With the success of his economic policy in putting the US economy back on its feet, Reagan intended to force a negotiated end to the Cold War by threatening the Soviets with an arms race that their suffering economy could not endure.  However, the CIA advised Reagan that if he renewed the arms race, he would lose it, because the Soviet economy, being centrally planned, was in the hands of Soviet leaders, who, unlike Reagan, could allocate as much of the economy as necessary to win the arms race.

Reagan did not believe the CIA.  He created a secret presidential committee with authority to investigate the CIA’s evidence for its claim, and he appointed me to the committee.  The committee concluded that the CIA was wrong.

Reagan always told us that his purpose was to end, not win, the Cold War.  He said that the only victory he wanted was to remove the threat of nuclear annihilation.  He made it clear that he did not want a Soviet scalp. Like Nixon, to keep conservatives on board, he used their rhetoric.

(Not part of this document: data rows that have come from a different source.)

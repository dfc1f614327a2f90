mod api;
mod check_logs;
mod courses;
mod parse;
mod run;
mod sheets;
mod suite;

use crate::cli::{Cli, Commands};
use crate::context::CommandContext;
use crate::error::{CliError, Result};

pub async fn dispatch(cli: Cli) -> Result<()> {
	let ctx = CommandContext::from_cli(&cli)?;

	match cli.command {
		Commands::Run(args) => run::execute(&ctx, args).await,
		Commands::RunAll(args) => suite::run_all(&ctx, args).await,
		Commands::Rerun(args) => suite::rerun(&ctx, args).await,
		Commands::CheckLogs(args) => check_logs::execute(&ctx, args).await,
		Commands::Parse(args) => parse::execute(&ctx, args),
		Commands::Sheets(args) => sheets::execute(&ctx, args).await,
		Commands::Courses(args) => courses::execute(&ctx, args).await,
		Commands::Api(action) => api::execute(&ctx, action).await,
	}
}

/// Exit status 1 once the envelope is out, when a verdict was not a pass.
fn verdict(passed: bool) -> Result<()> {
	if passed {
		Ok(())
	} else {
		Err(CliError::OutputAlreadyPrinted)
	}
}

Curing stagflation and ending the Cold War were the main interests of President Reagan.  Perhaps I am mistaken, but I do not think he paid much attention to anything else.

Grenada and the Contras in Nicaragua were explained to Reagan by the military/security complex as necessary interventions to make the Soviets aware that there would be no further Soviet advances and, thus, help to bring the Soviets to the negotiating table to end the nuclear threat.  Unlike the George W. Bush and Obama regimes, the Reagan administration had no goal of a universal American Empire exercising hegemony over the world. Granada and Nicaragua were not part of an empire-building policy.  Reagan understood them as a message to the Soviets that “you are not going any further, so let’s negotiate.” Some conservatives regarded the revolutionary movements in Grenada and Nicaragua as communist subversion, but the general concern was that they would ally with the Soviet Union, thus creating more Cuba-like situations. Even President Carter opposed the rise of a left-wing government in Nicaragua.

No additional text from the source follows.